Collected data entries
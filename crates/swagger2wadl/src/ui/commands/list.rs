use comfy_table::{Attribute, Cell, CellAlignment, ContentArrangement, Row, Table};
use itertools::Itertools;

use super::convert::{ConvertConfig, ConvertLogger};
use crate::{
  converter::{naming::template_name, resources::TemplateSegment},
  spec::{ApiDeclaration, ApiEntry},
  ui::{Colors, colors::table_color, term_width},
};

/// The WADL resource path an API entry maps to, e.g. `pets/{petId}` for `/pets/{pet_id}`.
fn wadl_resource_path(api: &ApiEntry) -> String {
  match TemplateSegment::find(&api.path) {
    Some(segment) => {
      let parent = segment.parent_path(&api.path);
      let name = template_name(&segment.token);
      if parent.is_empty() {
        format!("{{{name}}}")
      } else {
        format!("{parent}/{{{name}}}")
      }
    }
    None => api.path.strip_prefix('/').unwrap_or(&api.path).to_string(),
  }
}

pub(crate) fn resource_rows(declaration: &ApiDeclaration) -> Vec<(String, String, String)> {
  declaration
    .apis
    .iter()
    .map(|api| {
      let methods = api.operations.iter().map(|operation| operation.http_method()).join(", ");
      (api.path.clone(), methods, wadl_resource_path(api))
    })
    .collect()
}

pub async fn list_resources(config: &ConvertConfig, colors: &Colors) -> anyhow::Result<()> {
  let logger = ConvertLogger::new(config, colors);
  logger.log_loading();
  let declaration = config.load_declaration().await?;

  let mut table = Table::new();
  table
    .load_preset("  ── ──            ")
    .set_content_arrangement(ContentArrangement::Dynamic)
    .set_width(term_width());

  let mut header = Row::new();
  header.add_cell(Cell::new("SWAGGER PATH").fg(table_color(colors.label())));
  header.add_cell(Cell::new("METHODS").fg(table_color(colors.label())));
  header.add_cell(Cell::new("WADL RESOURCE").fg(table_color(colors.label())));
  table.set_header(header);

  for (path, methods, resource) in resource_rows(&declaration) {
    let mut row = Row::new();
    row.add_cell(
      Cell::new(path)
        .fg(table_color(colors.value()))
        .add_attribute(Attribute::Bold),
    );
    row.add_cell(
      Cell::new(methods)
        .fg(table_color(colors.accent()))
        .set_alignment(CellAlignment::Right),
    );
    row.add_cell(Cell::new(resource).fg(table_color(colors.primary())));
    table.add_row(row);
  }

  println!("{table}");
  logger.info(&format!(
    "{} APIs, {} operations, base {}{}",
    declaration.apis.len(),
    declaration.operation_count(),
    config.endpoint,
    declaration.resource_path
  ));

  Ok(())
}
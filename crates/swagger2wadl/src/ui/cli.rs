use std::path::PathBuf;

use clap::{Parser, ValueEnum};

use super::colors::{ColorMode, Colors};
use crate::converter::ResponsePolicy;

#[derive(Parser, Debug)]
#[command(name = "swagger2wadl")]
#[command(author, version, about = "Create WADL from a Swagger API declaration")]
#[command(styles = Colors::clap_styles())]
pub struct Cli {
  /// Swagger JSON API declaration (http(s) URL or local file)
  #[arg(value_name = "SOURCE")]
  pub source: String,

  /// Real API protocol/host/port, prefixed to the declaration's resourcePath
  #[arg(value_name = "ENDPOINT")]
  pub endpoint: String,

  /// How response messages are mapped to WADL responses
  #[arg(long, value_enum, default_value = "per-status")]
  pub responses: ResponseMode,

  /// Write the WADL document to FILE instead of stdout
  #[arg(short, long, value_name = "FILE")]
  pub output: Option<PathBuf>,

  /// Indent the WADL document
  #[arg(long, default_value_t = false)]
  pub pretty: bool,

  /// Print the resource table instead of the WADL document
  #[arg(long, default_value_t = false)]
  pub list: bool,

  /// Print conversion statistics and warnings
  #[arg(short, long, default_value_t = false, conflicts_with = "quiet")]
  pub verbose: bool,

  /// Suppress non-essential output (errors only)
  #[arg(short, long, default_value_t = false)]
  pub quiet: bool,

  /// Control color output
  #[arg(long, value_enum, default_value = "auto")]
  pub color: ColorMode,
}

#[derive(ValueEnum, Clone, Copy, Debug, PartialEq, Eq)]
pub enum ResponseMode {
  /// One response per status code, keeping messages and response models
  PerStatus,
  /// Success and failure codes grouped into shared responses
  Bucketed,
}

impl From<ResponseMode> for ResponsePolicy {
  fn from(mode: ResponseMode) -> Self {
    match mode {
      ResponseMode::PerStatus => Self::PerStatus,
      ResponseMode::Bucketed => Self::Bucketed,
    }
  }
}
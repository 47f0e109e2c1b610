use super::naming::{camel_case, template_name};
use crate::{
  spec::Parameter,
  wadl::{Element, PARAM},
};

pub(crate) const TEMPLATE_STYLE: &str = "template";

/// Appends a `param` for every parameter that is neither `body` nor `path`.
///
/// Returns how many were written.
pub(crate) fn add_parameters(parent: &mut Element, parameters: &[Parameter]) -> usize {
  let mut written = 0;
  for param in parameters.iter().filter(|param| !param.is_body() && !param.is_path()) {
    parent.push(
      Element::new(PARAM)
        .with_attr("name", camel_case(&param.name))
        .with_attr("style", param.param_type.as_str())
        .with_attr("required", param.required.to_string()),
    );
    written += 1;
  }
  written
}

/// The `param` describing a `{name}` template segment.
pub(crate) fn template_param(token: &str) -> Element {
  Element::new(PARAM)
    .with_attr("name", template_name(token))
    .with_attr("style", TEMPLATE_STYLE)
    .with_attr("required", "true")
}
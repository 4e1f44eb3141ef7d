//! Error types for inboxlens

use std::path::PathBuf;
use thiserror::Error;

/// Failures while turning a source file into a raw table
#[derive(Error, Debug)]
pub enum LoadError {
    #[error("Cannot read {path:?}: {source}")]
    Unreadable {
        path: PathBuf,
        #[source]
        source: std::io::Error,
    },

    #[error("Source file is empty")]
    Empty,

    #[error("Source file contains no parseable rows")]
    NoRows,

    #[error("CSV error: {0}")]
    Csv(#[from] csv::Error),
}

#[derive(Error, Debug)]
pub enum Error {
    #[error("Error loading data: {0}")]
    Load(#[from] LoadError),

    #[error("Your file is missing required columns: {}", .0.join(", "))]
    MissingColumns(Vec<String>),

    #[error("Failed to initialize {model}: {reason}")]
    ModelUnavailable { model: &'static str, reason: String },

    #[error("Invalid configuration: {0}")]
    InvalidConfig(String),

    #[error("IO error: {0}")]
    Io(#[from] std::io::Error),

    #[error("JSON error: {0}")]
    Json(#[from] serde_json::Error),

    #[error("Regex error: {0}")]
    Regex(#[from] regex::Error),
}

impl Error {
    /// Remediation text shown under the error message
    pub fn hint(&self) -> Option<&'static str> {
        match self {
            Error::Load(_) => Some(
                "Please ensure your CSV/TSV file is correctly formatted and has the expected columns.",
            ),
            Error::MissingColumns(_) => {
                Some("Please ensure your CSV/TSV file has these columns: Subject, Sender, Date, Body.")
            }
            Error::ModelUnavailable { .. } => {
                Some("Check the sentiment lexicon and entity patterns shipped with this build, then restart.")
            }
            _ => None,
        }
    }
}

pub type Result<T> = std::result::Result<T, Error>;

#[cfg(test)]
mod tests {
    use super::*;

    #[test]
    fn test_missing_columns_message_lists_names() {
        let err = Error::MissingColumns(vec!["Date".into(), "Body".into()]);
        assert_eq!(
            err.to_string(),
            "Your file is missing required columns: Date, Body"
        );
        assert!(err.hint().is_some());
    }

    #[test]
    fn test_load_error_wraps() {
        let err: Error = LoadError::NoRows.into();
        assert!(err.to_string().contains("no parseable rows"));
    }
}
//! Insight rules - threshold checks over a shared read-only snapshot
//!
//! Each rule looks at the same [`InsightSnapshot`] and produces one
//! [`RuleOutcome`] with natural-language statements. Rules never see each
//! other's output, so they can be evaluated and tested one at a time.
//!
//! ## Built-in rules, in report order
//!
//! - **Sender behaviour** - dominant source when the top sender exceeds 30%
//! - **Temporal patterns** - peak hour and weekday
//! - **Sentiment dynamics** - mean polarity above 0.1 / below -0.1
//! - **Investigative cues** - complaint and issue vocabulary in bodies
//! - **Politeness** - share of bodies with polite phrases
//! - **Anomalies** - bursts, low politeness or negative sentiment

use once_cell::sync::Lazy;
use regex::Regex;
use serde::Serialize;
use std::collections::HashMap;
use std::fmt;

use crate::records::EmailTable;
use crate::sentiment::{mean_polarity, SentimentOverview};
use crate::stats::{mode, top_senders, BurstReport, DailyCount, RankedCount};

pub const DOMINANT_SENDER_SHARE: f64 = 0.3;
pub const POSITIVE_MEAN: f64 = 0.1;
pub const NEGATIVE_MEAN: f64 = -0.1;
pub const HIGH_POLITENESS: f64 = 0.4;
pub const LOW_POLITENESS: f64 = 0.2;

pub const INVESTIGATIVE_TERMS: [&str; 11] = [
    "issue", "problem", "urgent", "delay", "fail", "error", "complaint", "request", "bug", "fix",
    "escalate",
];

pub const POLITE_PHRASES: [&str; 7] = [
    "kind regards",
    "best regards",
    "thank you",
    "thanks",
    "sincerely",
    "please",
    "appreciate",
];

const NO_DATA: &str = "No data available for the selected filters.";

static WORD: Lazy<Regex> = Lazy::new(|| Regex::new(r"\b\w+\b").expect("static word pattern"));

#[derive(Debug, Clone, Copy, PartialEq, Eq, Hash, Serialize)]
#[serde(rename_all = "snake_case")]
pub enum RuleId {
    SenderBehaviour,
    TemporalPatterns,
    SentimentDynamics,
    InvestigativeCues,
    Politeness,
    Anomalies,
}

impl RuleId {
    pub fn as_str(&self) -> &'static str {
        match self {
            RuleId::SenderBehaviour => "sender_behaviour",
            RuleId::TemporalPatterns => "temporal_patterns",
            RuleId::SentimentDynamics => "sentiment_dynamics",
            RuleId::InvestigativeCues => "investigative_cues",
            RuleId::Politeness => "politeness",
            RuleId::Anomalies => "anomalies",
        }
    }
}

impl fmt::Display for RuleId {
    fn fmt(&self, f: &mut fmt::Formatter<'_>) -> fmt::Result {
        write!(f, "{}", self.as_str())
    }
}

/// Aggregates every rule reads from. Built once per filtered table.
#[derive(Debug, Clone, Default, PartialEq, Serialize)]
pub struct InsightSnapshot {
    pub total: usize,
    pub top_sender: Option<RankedCount>,
    pub peak_hour: Option<u32>,
    pub peak_weekday: Option<String>,
    pub mean_polarity: Option<f64>,
    pub burst_days: Vec<DailyCount>,
    /// Nonzero investigative term counts, in vocabulary order
    pub investigative_terms: Vec<RankedCount>,
    pub politeness_ratio: f64,
}

impl InsightSnapshot {
    /// Expects polarity to be scored already; unscored records count as 0.
    pub fn from_table(table: &EmailTable, bursts: &BurstReport) -> Self {
        if table.is_empty() {
            return Self::default();
        }

        Self {
            total: table.len(),
            top_sender: top_senders(table, 1).into_iter().next(),
            peak_hour: mode(table.iter().map(|r| r.calendar.hour)),
            peak_weekday: mode(table.iter().map(|r| r.calendar.weekday.clone())),
            mean_polarity: mean_polarity(table),
            burst_days: bursts.burst_days.clone(),
            investigative_terms: investigative_term_counts(table),
            politeness_ratio: politeness_ratio(table),
        }
    }

    pub fn is_empty(&self) -> bool {
        self.total == 0
    }

    pub fn low_politeness(&self) -> bool {
        !self.is_empty() && self.politeness_ratio < LOW_POLITENESS
    }

    pub fn negative_sentiment(&self) -> bool {
        self.mean_polarity.is_some_and(|p| p < NEGATIVE_MEAN)
    }

    pub fn has_bursts(&self) -> bool {
        !self.burst_days.is_empty()
    }
}

/// Whole-word counts of [`INVESTIGATIVE_TERMS`] across lowercased bodies
pub fn investigative_term_counts(table: &EmailTable) -> Vec<RankedCount> {
    let mut counts: HashMap<&'static str, usize> = HashMap::new();
    for record in table.iter() {
        let body = record.body.to_lowercase();
        for word in WORD.find_iter(&body) {
            if let Some(term) = INVESTIGATIVE_TERMS.iter().find(|t| **t == word.as_str()) {
                *counts.entry(term).or_insert(0) += 1;
            }
        }
    }
    INVESTIGATIVE_TERMS
        .iter()
        .filter_map(|term| {
            counts.get(term).map(|&count| RankedCount {
                label: term.to_string(),
                count,
            })
        })
        .collect()
}

/// Fraction of bodies containing any polite phrase; 0 for an empty table
pub fn politeness_ratio(table: &EmailTable) -> f64 {
    if table.is_empty() {
        return 0.0;
    }
    let polite = table
        .iter()
        .filter(|r| {
            let body = r.body.to_lowercase();
            POLITE_PHRASES.iter().any(|p| body.contains(p))
        })
        .count();
    polite as f64 / table.len() as f64
}

#[derive(Debug, Clone, PartialEq, Serialize)]
pub struct RuleOutcome {
    pub rule: RuleId,
    pub title: String,
    pub statements: Vec<String>,
    /// True when the rule found something worth attention
    pub flagged: bool,
}

impl RuleOutcome {
    fn no_data(rule: &dyn Rule) -> Self {
        Self {
            rule: rule.id(),
            title: rule.title().to_string(),
            statements: vec![NO_DATA.to_string()],
            flagged: false,
        }
    }
}

pub trait Rule: Send + Sync {
    fn id(&self) -> RuleId;

    fn title(&self) -> &'static str;

    fn evaluate(&self, snapshot: &InsightSnapshot) -> RuleOutcome;
}

pub struct DominantSenderRule;

impl Rule for DominantSenderRule {
    fn id(&self) -> RuleId {
        RuleId::SenderBehaviour
    }

    fn title(&self) -> &'static str {
        "Sender Behavior Patterns"
    }

    fn evaluate(&self, snapshot: &InsightSnapshot) -> RuleOutcome {
        let Some(top) = snapshot.top_sender.as_ref().filter(|_| !snapshot.is_empty()) else {
            return RuleOutcome::no_data(self);
        };

        let dominant = top.count as f64 > DOMINANT_SENDER_SHARE * snapshot.total as f64;
        let mut statements = vec![format!(
            "The top sender is {} with {} emails.",
            top.label, top.count
        )];
        statements.push(if dominant {
            "This suggests a dominant communication source, possibly a key stakeholder or automated system.".to_string()
        } else {
            "Email distribution is relatively balanced among senders.".to_string()
        });

        RuleOutcome {
            rule: self.id(),
            title: self.title().to_string(),
            statements,
            flagged: dominant,
        }
    }
}

pub struct TemporalRule;

impl Rule for TemporalRule {
    fn id(&self) -> RuleId {
        RuleId::TemporalPatterns
    }

    fn title(&self) -> &'static str {
        "Temporal Communication Patterns"
    }

    fn evaluate(&self, snapshot: &InsightSnapshot) -> RuleOutcome {
        let (Some(hour), Some(weekday)) = (snapshot.peak_hour, snapshot.peak_weekday.as_ref())
        else {
            return RuleOutcome::no_data(self);
        };

        RuleOutcome {
            rule: self.id(),
            title: self.title().to_string(),
            statements: vec![
                format!("Peak email sending hour is around {}:00.", hour),
                format!("Most active day of the week is {}.", weekday),
                "These patterns may reflect typical business hours and weekday workload."
                    .to_string(),
            ],
            flagged: false,
        }
    }
}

## Exercise details:
A complete answer lists each line of the data that holds the word "written".

## Exercise solution:
/// Returns how many were written.
  let mut written = 0;
    written += 1;
  written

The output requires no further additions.